The task:
Examine the records and identify each line that includes the string "time". Copy those lines.

[Source data Boundary: Start]

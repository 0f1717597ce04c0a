//! # Execution Error Classification
//!
//! Turns every way a task can fail into a structured [`TaskError`] that tells
//! the caller whether trying again makes sense.
//!
//! ## Architecture
//!
//! ```text
//! ┌──────────────────┐     ┌─────────────────┐     ┌────────────────────┐
//! │ ExecutionFailure │────▶│ ErrorClassifier │────▶│ ErrorClassification│──▶ TaskError
//! │ + ErrorContext   │     │ Strategy        │     │ (+ retry delay)    │
//! └──────────────────┘     └─────────────────┘     └────────────────────┘
//! ```
//!
//! ## Taxonomy
//!
//! | Category             | recoverable | retryable |
//! |----------------------|-------------|-----------|
//! | `TransientNetwork`   | yes         | yes       |
//! | `RateLimit`          | yes         | yes       |
//! | `ServerFault`        | yes         | yes       |
//! | `ClientFault`        | no          | no        |
//! | `ResourceExhaustion` | yes         | yes (not while draining) |
//! | `CacheBackend`       | yes         | no        |
//! | `DeadlineExceeded`   | no          | no        |
//! | `CircuitOpen`        | yes         | yes       |
//! | `Unknown`            | yes         | no        |
//!
//! Cache backend failures are absorbed by the cache and never reach a task
//! result; the category exists so the taxonomy is complete for consumers.
//!
//! ## Usage
//!
//! ```rust
//! use std::time::Duration;
//! use tasklane::execution::{
//!     BackendError, ErrorClassifier, ErrorContext, ExecutionFailure, StandardErrorClassifier,
//! };
//! use uuid::Uuid;
//!
//! let classifier = StandardErrorClassifier::new();
//! let context = ErrorContext {
//!     task_id: Uuid::new_v4(),
//!     kind: "completion".to_string(),
//!     executor: "mock".to_string(),
//!     attempt_number: 1,
//!     max_attempts: 3,
//!     execution_duration: Duration::from_millis(120),
//! };
//!
//! let failure = ExecutionFailure::Backend(BackendError::network("ECONNRESET"));
//! let classification = classifier.classify(&failure, &context);
//! assert!(classification.recoverable && classification.retryable);
//! assert!(classification.should_retry);
//! ```

use serde::{Deserialize, Serialize};
use std::collections::BTreeMap;
use std::time::Duration;
use uuid::Uuid;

[Source data Boundary: End]

Result of the exercise:
//! use std::time::Duration;
use std::time::Duration;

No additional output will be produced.